[Stored data entries]
:::::

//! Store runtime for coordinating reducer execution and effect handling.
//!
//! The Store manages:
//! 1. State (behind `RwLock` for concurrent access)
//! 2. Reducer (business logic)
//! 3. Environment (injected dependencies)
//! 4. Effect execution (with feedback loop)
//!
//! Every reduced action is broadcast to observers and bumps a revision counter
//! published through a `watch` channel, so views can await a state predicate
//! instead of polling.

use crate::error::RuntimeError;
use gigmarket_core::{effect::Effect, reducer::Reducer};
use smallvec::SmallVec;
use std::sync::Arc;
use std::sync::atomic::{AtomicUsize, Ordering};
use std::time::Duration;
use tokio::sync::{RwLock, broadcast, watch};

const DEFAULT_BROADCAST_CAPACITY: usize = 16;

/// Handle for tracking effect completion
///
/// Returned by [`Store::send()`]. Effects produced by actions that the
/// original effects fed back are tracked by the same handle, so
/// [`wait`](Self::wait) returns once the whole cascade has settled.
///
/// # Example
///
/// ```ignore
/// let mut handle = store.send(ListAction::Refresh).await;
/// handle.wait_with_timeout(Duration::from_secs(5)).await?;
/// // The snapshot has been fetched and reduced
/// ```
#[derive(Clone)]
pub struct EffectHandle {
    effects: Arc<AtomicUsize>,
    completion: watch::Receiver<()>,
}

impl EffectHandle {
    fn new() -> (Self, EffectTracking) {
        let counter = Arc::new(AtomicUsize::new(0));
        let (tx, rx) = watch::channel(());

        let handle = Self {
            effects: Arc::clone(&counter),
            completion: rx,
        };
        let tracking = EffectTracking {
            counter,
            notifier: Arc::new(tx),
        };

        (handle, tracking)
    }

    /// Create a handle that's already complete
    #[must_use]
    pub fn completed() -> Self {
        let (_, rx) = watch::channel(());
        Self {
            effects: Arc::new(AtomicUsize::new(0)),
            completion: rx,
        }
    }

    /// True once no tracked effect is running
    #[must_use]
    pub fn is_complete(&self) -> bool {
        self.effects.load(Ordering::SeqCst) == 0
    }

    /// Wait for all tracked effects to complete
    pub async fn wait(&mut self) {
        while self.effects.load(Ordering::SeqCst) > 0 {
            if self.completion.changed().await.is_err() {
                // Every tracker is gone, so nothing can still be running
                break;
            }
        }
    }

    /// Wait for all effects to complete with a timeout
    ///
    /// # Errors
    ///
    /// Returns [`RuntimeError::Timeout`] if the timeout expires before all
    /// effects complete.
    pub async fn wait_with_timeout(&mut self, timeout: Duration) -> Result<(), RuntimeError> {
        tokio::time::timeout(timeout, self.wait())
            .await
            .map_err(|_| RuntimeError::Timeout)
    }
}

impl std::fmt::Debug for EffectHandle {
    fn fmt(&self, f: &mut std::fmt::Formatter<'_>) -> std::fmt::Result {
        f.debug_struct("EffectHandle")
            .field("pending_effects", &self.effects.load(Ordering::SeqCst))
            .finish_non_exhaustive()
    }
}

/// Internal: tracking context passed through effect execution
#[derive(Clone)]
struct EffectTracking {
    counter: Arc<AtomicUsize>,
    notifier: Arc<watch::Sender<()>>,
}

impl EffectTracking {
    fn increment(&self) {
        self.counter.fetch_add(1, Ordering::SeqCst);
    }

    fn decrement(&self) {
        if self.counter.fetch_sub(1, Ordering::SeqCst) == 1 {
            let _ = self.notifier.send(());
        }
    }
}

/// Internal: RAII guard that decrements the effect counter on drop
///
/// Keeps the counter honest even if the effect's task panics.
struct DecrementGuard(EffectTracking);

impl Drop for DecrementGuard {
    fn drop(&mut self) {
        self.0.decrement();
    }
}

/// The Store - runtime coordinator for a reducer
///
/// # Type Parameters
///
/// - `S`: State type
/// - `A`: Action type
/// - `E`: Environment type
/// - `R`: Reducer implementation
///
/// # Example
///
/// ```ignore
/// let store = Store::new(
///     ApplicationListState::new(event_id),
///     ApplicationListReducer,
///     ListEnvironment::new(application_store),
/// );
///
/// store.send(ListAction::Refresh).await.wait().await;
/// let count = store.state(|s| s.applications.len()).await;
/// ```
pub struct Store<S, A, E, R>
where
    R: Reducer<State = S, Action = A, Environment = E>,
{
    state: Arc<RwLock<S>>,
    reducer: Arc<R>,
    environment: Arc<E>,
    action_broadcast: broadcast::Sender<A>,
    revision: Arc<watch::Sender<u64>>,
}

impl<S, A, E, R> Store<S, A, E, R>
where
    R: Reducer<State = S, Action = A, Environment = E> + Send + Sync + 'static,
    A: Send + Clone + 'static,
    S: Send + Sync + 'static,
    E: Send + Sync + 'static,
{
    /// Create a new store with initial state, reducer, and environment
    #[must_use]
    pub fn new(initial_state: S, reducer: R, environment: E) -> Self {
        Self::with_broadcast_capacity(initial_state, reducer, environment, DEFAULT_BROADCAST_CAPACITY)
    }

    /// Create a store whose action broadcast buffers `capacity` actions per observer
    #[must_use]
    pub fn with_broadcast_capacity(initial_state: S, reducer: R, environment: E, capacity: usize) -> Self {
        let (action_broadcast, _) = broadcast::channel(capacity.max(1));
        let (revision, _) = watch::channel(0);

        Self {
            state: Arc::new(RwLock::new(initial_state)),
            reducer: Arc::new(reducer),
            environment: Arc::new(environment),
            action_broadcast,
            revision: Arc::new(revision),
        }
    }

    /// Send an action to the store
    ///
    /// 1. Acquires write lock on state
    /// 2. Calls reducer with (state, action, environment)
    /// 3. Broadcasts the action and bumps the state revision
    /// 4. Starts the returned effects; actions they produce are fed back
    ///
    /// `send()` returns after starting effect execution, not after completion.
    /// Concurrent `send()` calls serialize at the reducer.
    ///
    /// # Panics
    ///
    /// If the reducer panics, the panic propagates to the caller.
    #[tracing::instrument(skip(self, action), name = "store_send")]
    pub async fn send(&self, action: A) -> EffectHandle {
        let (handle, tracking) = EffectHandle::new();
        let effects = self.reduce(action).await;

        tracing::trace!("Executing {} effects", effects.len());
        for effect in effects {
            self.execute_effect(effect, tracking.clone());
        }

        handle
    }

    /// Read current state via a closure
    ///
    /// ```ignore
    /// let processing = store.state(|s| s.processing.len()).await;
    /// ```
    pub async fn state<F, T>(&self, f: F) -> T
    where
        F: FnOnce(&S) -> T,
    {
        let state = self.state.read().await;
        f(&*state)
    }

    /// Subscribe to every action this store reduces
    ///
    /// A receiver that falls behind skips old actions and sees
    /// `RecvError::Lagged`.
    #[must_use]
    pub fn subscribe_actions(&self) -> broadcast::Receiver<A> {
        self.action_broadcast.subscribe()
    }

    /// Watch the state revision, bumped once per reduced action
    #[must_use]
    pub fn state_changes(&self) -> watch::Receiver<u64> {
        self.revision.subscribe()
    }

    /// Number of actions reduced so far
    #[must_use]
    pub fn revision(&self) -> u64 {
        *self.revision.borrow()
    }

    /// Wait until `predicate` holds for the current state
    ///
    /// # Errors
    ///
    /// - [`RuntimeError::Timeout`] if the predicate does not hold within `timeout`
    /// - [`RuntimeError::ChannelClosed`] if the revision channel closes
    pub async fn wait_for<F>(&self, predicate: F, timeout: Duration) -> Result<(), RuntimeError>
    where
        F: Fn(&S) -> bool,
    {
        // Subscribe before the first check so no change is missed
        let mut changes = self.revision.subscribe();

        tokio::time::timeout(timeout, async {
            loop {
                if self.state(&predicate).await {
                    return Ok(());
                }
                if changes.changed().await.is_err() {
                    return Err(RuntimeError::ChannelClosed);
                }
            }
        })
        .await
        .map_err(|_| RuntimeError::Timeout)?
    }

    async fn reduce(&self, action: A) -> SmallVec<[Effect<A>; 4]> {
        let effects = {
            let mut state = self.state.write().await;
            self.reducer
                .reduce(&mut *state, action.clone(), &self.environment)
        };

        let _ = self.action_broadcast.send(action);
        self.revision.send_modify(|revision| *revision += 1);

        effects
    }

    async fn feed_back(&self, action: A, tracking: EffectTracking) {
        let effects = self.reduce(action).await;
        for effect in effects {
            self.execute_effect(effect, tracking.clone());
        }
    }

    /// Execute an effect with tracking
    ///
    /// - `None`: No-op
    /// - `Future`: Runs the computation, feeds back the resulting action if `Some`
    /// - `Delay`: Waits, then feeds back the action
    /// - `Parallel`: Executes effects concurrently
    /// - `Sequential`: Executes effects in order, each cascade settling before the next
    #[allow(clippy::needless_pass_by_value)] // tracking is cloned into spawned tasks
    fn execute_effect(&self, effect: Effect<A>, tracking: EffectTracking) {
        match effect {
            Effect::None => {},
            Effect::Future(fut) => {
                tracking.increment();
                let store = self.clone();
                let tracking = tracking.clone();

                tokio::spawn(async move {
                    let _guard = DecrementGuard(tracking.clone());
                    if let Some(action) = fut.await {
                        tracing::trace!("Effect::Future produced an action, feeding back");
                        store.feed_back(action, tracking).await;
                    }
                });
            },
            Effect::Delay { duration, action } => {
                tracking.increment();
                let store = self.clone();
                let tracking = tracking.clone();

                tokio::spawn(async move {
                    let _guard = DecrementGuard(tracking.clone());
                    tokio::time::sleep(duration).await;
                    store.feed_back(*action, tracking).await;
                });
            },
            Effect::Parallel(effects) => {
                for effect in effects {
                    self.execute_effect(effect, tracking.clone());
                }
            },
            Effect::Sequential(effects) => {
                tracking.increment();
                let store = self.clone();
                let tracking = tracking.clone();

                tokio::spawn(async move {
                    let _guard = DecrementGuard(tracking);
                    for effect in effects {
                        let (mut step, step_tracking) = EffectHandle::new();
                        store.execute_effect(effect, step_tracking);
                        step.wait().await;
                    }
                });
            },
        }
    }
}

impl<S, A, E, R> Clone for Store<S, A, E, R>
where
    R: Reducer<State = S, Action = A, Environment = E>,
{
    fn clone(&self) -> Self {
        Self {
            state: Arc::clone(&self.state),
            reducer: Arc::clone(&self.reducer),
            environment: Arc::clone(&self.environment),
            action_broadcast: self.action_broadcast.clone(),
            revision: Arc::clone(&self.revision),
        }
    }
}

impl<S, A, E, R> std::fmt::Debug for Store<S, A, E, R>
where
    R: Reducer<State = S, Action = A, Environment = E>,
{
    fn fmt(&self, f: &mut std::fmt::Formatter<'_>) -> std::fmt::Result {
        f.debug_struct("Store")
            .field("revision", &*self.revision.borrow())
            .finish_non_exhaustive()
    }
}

:::::

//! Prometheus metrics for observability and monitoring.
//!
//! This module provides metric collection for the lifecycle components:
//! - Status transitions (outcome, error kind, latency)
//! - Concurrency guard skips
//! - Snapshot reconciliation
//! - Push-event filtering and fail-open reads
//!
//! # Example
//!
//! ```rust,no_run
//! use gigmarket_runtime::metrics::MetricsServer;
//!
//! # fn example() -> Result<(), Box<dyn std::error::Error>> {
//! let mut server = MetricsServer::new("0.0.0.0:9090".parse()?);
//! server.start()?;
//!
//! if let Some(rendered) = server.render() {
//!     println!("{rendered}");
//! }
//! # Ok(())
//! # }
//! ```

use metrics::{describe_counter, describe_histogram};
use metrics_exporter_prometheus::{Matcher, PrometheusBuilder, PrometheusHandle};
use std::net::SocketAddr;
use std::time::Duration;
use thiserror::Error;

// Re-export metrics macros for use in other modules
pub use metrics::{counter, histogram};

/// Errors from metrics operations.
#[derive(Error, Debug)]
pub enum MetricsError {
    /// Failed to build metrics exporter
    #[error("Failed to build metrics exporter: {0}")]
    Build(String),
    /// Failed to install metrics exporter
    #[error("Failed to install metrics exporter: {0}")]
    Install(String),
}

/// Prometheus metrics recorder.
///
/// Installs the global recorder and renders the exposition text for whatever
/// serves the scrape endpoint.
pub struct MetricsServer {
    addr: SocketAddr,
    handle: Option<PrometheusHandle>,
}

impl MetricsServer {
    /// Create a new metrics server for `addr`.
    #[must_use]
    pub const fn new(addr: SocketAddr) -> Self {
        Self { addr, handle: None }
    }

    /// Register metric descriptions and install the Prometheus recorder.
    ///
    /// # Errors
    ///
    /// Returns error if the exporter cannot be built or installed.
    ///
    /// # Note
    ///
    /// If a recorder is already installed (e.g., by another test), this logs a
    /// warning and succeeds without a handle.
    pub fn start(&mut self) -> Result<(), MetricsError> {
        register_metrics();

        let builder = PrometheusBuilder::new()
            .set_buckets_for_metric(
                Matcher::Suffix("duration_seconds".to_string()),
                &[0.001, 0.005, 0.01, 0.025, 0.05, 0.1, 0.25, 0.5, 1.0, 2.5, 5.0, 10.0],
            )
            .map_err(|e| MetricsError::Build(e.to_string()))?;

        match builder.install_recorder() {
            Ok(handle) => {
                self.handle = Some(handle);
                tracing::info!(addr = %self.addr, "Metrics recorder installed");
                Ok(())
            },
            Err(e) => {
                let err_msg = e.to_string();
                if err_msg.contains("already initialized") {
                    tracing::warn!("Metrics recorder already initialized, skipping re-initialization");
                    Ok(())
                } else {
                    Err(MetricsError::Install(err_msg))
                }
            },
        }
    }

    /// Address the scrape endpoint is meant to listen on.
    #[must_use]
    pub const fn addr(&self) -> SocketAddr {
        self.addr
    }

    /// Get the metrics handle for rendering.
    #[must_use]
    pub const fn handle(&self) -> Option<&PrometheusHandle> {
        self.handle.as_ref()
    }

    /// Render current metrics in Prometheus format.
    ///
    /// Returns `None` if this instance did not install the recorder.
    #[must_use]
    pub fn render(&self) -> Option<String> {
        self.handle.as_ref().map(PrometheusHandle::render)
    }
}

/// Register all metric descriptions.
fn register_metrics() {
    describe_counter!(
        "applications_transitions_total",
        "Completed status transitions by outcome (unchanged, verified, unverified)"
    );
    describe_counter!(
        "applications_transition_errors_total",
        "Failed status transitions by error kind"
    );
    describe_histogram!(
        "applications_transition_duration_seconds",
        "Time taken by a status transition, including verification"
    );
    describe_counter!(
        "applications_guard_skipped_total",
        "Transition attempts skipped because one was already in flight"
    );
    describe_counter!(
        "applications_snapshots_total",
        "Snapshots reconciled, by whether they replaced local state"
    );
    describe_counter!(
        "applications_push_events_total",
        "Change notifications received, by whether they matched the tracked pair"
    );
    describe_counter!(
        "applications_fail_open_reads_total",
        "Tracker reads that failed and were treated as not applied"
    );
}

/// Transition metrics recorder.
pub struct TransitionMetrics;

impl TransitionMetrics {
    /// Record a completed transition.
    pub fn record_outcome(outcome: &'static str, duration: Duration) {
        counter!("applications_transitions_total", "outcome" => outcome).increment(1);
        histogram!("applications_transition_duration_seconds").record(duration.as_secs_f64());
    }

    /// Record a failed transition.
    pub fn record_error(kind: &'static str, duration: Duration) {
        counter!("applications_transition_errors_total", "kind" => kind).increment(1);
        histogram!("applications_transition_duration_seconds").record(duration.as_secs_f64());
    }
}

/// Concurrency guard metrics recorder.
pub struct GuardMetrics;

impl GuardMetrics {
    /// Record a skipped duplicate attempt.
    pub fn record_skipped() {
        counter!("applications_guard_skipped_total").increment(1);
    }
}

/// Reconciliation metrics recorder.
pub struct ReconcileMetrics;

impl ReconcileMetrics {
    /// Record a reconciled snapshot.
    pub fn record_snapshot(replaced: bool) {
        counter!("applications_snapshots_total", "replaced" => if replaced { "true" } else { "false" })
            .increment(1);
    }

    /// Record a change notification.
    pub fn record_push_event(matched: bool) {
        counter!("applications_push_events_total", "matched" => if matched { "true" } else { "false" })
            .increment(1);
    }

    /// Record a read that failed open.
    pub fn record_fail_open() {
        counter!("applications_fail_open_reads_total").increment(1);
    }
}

:::::

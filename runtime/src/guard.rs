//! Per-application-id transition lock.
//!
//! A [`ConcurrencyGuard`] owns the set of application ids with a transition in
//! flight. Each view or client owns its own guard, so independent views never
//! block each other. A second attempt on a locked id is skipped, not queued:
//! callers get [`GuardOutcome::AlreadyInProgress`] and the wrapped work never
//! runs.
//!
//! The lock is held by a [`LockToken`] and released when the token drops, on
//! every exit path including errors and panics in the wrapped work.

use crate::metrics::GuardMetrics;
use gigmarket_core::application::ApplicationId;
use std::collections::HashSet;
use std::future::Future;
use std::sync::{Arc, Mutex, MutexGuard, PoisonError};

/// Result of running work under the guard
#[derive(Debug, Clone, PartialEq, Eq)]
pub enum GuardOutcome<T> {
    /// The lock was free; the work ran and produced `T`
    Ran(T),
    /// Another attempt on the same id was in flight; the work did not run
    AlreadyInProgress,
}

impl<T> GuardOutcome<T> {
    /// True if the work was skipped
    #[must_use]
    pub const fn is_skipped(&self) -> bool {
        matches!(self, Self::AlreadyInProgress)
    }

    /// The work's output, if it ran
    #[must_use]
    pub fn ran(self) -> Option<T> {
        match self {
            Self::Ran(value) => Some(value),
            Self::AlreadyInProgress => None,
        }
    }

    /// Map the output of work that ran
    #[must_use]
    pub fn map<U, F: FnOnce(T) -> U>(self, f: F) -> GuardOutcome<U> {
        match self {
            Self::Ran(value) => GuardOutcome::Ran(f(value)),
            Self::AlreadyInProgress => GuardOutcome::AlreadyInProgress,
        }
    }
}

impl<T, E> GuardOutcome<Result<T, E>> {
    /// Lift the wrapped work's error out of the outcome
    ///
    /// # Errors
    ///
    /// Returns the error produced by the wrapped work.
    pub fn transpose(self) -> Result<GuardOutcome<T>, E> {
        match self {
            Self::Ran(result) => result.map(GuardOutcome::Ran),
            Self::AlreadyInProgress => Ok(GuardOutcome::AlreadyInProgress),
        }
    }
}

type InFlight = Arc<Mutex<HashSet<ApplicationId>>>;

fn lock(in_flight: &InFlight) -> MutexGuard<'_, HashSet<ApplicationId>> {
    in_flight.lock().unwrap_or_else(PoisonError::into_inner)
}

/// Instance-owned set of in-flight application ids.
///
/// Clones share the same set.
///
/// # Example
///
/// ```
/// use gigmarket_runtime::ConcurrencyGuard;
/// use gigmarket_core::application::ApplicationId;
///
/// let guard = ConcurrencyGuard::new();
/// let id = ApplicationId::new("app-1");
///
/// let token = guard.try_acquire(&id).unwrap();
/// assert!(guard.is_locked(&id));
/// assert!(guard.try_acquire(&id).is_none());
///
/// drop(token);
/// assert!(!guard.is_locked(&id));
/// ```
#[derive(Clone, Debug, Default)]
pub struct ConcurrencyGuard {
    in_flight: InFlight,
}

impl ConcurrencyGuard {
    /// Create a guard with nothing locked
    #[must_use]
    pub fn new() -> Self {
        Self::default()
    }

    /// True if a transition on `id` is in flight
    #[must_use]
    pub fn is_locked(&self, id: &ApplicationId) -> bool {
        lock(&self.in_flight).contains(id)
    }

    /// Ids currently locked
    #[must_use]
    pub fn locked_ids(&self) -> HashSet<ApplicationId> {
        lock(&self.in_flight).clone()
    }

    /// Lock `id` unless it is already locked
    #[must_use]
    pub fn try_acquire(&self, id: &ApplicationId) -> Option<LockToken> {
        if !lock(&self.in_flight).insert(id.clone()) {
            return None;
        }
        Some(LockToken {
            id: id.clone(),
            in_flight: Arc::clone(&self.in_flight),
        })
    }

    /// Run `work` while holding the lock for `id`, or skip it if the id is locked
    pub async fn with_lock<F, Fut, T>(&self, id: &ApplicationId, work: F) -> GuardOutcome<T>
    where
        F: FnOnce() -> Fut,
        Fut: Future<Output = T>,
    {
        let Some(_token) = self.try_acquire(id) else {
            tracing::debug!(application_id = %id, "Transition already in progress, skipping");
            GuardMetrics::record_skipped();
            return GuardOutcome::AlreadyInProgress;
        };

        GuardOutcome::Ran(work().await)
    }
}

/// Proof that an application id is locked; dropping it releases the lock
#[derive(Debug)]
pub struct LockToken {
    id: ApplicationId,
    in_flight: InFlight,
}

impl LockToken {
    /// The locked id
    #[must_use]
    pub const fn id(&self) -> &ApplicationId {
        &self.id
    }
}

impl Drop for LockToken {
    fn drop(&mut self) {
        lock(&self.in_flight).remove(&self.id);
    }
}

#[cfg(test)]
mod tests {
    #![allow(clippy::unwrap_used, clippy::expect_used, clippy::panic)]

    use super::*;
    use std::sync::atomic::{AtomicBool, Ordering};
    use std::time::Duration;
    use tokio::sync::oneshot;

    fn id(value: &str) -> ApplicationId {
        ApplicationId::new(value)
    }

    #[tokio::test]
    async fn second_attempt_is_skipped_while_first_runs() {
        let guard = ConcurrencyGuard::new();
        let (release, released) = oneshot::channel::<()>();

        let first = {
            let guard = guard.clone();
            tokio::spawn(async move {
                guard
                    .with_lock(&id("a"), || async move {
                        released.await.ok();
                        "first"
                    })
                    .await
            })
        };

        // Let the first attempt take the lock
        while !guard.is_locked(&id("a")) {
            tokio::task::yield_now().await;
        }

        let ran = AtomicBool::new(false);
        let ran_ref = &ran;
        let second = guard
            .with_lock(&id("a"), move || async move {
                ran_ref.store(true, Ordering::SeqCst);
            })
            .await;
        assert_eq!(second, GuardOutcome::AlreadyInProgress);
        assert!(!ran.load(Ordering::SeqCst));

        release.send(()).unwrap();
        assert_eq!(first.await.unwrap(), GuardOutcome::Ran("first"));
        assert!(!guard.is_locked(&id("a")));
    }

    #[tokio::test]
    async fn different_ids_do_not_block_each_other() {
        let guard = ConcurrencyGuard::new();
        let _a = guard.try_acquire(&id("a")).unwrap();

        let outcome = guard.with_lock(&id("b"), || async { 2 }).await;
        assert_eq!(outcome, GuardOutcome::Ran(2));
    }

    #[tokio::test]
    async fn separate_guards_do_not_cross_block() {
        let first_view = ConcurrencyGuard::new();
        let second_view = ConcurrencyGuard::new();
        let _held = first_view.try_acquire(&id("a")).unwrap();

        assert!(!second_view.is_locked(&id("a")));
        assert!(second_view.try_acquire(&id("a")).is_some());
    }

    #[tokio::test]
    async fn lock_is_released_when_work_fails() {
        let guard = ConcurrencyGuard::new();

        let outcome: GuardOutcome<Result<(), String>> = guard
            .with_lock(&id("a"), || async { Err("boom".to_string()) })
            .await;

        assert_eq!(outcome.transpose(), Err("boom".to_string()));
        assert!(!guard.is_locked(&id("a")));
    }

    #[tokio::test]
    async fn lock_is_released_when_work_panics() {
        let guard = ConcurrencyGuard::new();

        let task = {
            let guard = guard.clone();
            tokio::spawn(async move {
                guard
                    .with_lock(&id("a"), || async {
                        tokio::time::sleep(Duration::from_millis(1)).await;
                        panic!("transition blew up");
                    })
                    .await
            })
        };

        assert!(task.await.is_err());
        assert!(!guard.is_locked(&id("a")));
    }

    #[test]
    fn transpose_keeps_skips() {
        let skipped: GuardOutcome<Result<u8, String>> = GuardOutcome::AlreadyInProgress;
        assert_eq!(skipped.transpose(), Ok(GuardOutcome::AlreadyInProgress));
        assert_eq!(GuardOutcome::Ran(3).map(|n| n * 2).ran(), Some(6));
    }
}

:::::

Task to carry out:
When a line in the data holds the word "including", show that line.

Task output:
        "Time taken by a status transition, including verification"
//! every exit path including errors and panics in the wrapped work.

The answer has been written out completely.